(Posted March 19, 2012)

Peter Baran, lar left, associate professor of chemistry at Juniata, works with his students to build a vineyard trellis.
Peter Baran, lar left, associate professor of chemistry at Juniata, works with his students to build a vineyard trellis.

HUNTINGDON, Pa. -- Marvin Gaye may have heard it through the grapevine, but Peter Baran, associate professor of chemistry at Juniata College, is using grapevines to teach students a little bit about reactions, fermentation, chemical analysis, sugars, and phenols. Heck, let's just admit it -- he's teaching them about wine. In fact, the course is called Wine Chemistry.

"The course is for students who might not be interested in science as a profession," says Baran, a native of Slovakia who made wine as a youngster with his father and later as a young family man in the central European country. "It's using knowledge from all parts of chemistry. My goal is to have them learn chemistry through an attractive topic."

Winemaking, which in the United States has burgeoned from a backyard hobby in the 1940s to a multibillion-dollar industry with major production in California (primarily Napa and Sonoma counties), Washington, New York and more recently Pennsylvania.

During fall semester, Baran taught the first part of Wine Chemistry, which focused on winemaking from harvest to crush to bottling.

Last semester Juniata students learned about must and wine composition and the grape fermentation process, while also analyzing qualities such as aroma, flavor and color. The course also covered how wine ages as well as storage techniques. The course culminated in small tasting, using wine made from Concord grapes obtained from a local grower.

"The course is for students who might not be interested in science as a profession. "It's using knowledge from all parts of chemistry. My goal is to have them learn chemistry through an attractive topic."

Peter Baran, associate professor of chemistry

"The first course really shows the students the process of making wine," Baran explains.

Wine Chemistry II, which is taught through the end of this spring semester, concentrates more on wine analysis, using scientific methods to measure levels of sugars, alcohols, acids, phenolic compounds, sulfur dioxide, alkaline metals and other compounds. In addition, the class will cover winemaking theories related to corkage, storage barrels and even the health benefits associated with wine consumption.

For now, the Juniata wine connoisseurs are using Concord grapes, which are not particularly sought after as wine grapes (Concords often are used in grape juice and grape jelly). Baran has already started on a solution. Last year he planted 177 grape vines in a small vineyard on campus divided into five varieties of wine grapes.: Reisling, Traminette (both whites), Lemberger, Cabernet Franc and Zweigeltrebe (reds).

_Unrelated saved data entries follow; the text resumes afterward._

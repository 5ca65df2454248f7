//! Client transports.
//!
//! A session never owns a socket. It holds a [`TransportHandle`]: the
//! sending half of the connection task's outbound queue. The connection task
//! owns the socket and drains the queue in order.

pub mod websocket;

use std::sync::atomic::{AtomicU64, Ordering};
use termrelay_core::ServerMessage;
use tokio::sync::mpsc;
use tracing::debug;

static NEXT_TRANSPORT_ID: AtomicU64 = AtomicU64::new(1);

/// Items queued for a connection's socket.
#[derive(Debug, Clone, PartialEq, Eq)]
pub enum Outbound {
    Message(ServerMessage),
    /// Close the socket after everything queued before it was sent.
    Close { reason: String },
}

/// Exclusive reference to a live client transport.
#[derive(Debug, Clone)]
pub struct TransportHandle {
    id: u64,
    tx: mpsc::UnboundedSender<Outbound>,
}

impl TransportHandle {
    /// Create a handle and the queue the connection task drains.
    pub fn new() -> (Self, mpsc::UnboundedReceiver<Outbound>) {
        let (tx, rx) = mpsc::unbounded_channel();
        let id = NEXT_TRANSPORT_ID.fetch_add(1, Ordering::Relaxed);
        (Self { id, tx }, rx)
    }

    pub fn id(&self) -> u64 {
        self.id
    }

    /// Whether the connection task is still draining the queue.
    pub fn is_open(&self) -> bool {
        !self.tx.is_closed()
    }

    /// Queue a message. Returns `false` if the transport is gone; the failure
    /// is not an error.
    pub fn send(&self, msg: ServerMessage) -> bool {
        if !self.is_open() {
            debug!(transport_id = self.id, "dropping message for closed transport");
            return false;
        }
        self.tx.send(Outbound::Message(msg)).is_ok()
    }

    /// Ask the connection task to close the socket.
    pub fn close(&self, reason: &str) {
        if self.is_open() {
            let _ = self.tx.send(Outbound::Close {
                reason: reason.to_string(),
            });
        }
    }
}

#[cfg(test)]
mod tests {
    use super::*;

    #[test]
    fn ids_are_unique() {
        let (a, _ra) = TransportHandle::new();
        let (b, _rb) = TransportHandle::new();
        assert_ne!(a.id(), b.id());
    }

    #[test]
    fn send_after_receiver_dropped_is_swallowed() {
        let (t, rx) = TransportHandle::new();
        assert!(t.send(ServerMessage::output("a")));
        drop(rx);
        assert!(!t.is_open());
        assert!(!t.send(ServerMessage::output("b")));
        t.close("gone");
    }

    #[test]
    fn close_is_queued_after_messages() {
        let (t, mut rx) = TransportHandle::new();
        t.send(ServerMessage::output("x"));
        t.close("evicted");
        assert_eq!(rx.try_recv().unwrap(), Outbound::Message(ServerMessage::output("x")));
        assert_eq!(
            rx.try_recv().unwrap(),
            Outbound::Close {
                reason: "evicted".into()
            }
        );
    }
}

Baran, who makes wines at home, consulted with Mark Chien, Penn State Ag Extension Service in Lancaster County, to choose varieties that would thrive in Huntingdon's climate. The vineyard is located behind Juniata's Brumbaugh Academic Center.

"The vines take about three to four years to mature to produce wine grapes, so perhaps the first vintage will be fall 2013," he explains. "We lost just one plant last winter and the vineyard is doing well."

Baran comes from a winemaking region in Slovakia and explains that many central Europeans tend small vineyards to make and bottle small vintages for personal use. He points out that his course is not designed to teach entrepreneurs how to open a winery but rather how to make wine as a sideline or as part of a secondary agricultural enterprise.

"Many of our students come from central Pennsylvania and they may be able to use this as a hobby or to make wine as a small business," Baran says. "From our vineyard we may be able to make enough to eventually supply Juniata Wine for a college event or celebration."

The class, which has more than a dozen students enrolled, does not require any chemistry prerequisites. He also has enlisted a chemistry student Chelsea Homes, a senior from Glen Rock, Pa., to research how complex compounds are formed from the basic components of wine during the winemaking and aging process.

Baran hopes to make the Wine Chemistry course a regularly scheduled course and he's already come up with a third course he plans to offer in fall 2012. Wine in a Vessel will examine wine and winemaking from a historical and archeological perspective. Baran will team-teach the course with Bethany Benson, assistant professor of art, and archeology consultant Jonathan Burns, owner of AXIS Research Inc. "The idea is to look at winemaking through different cultures and different periods of time," he says.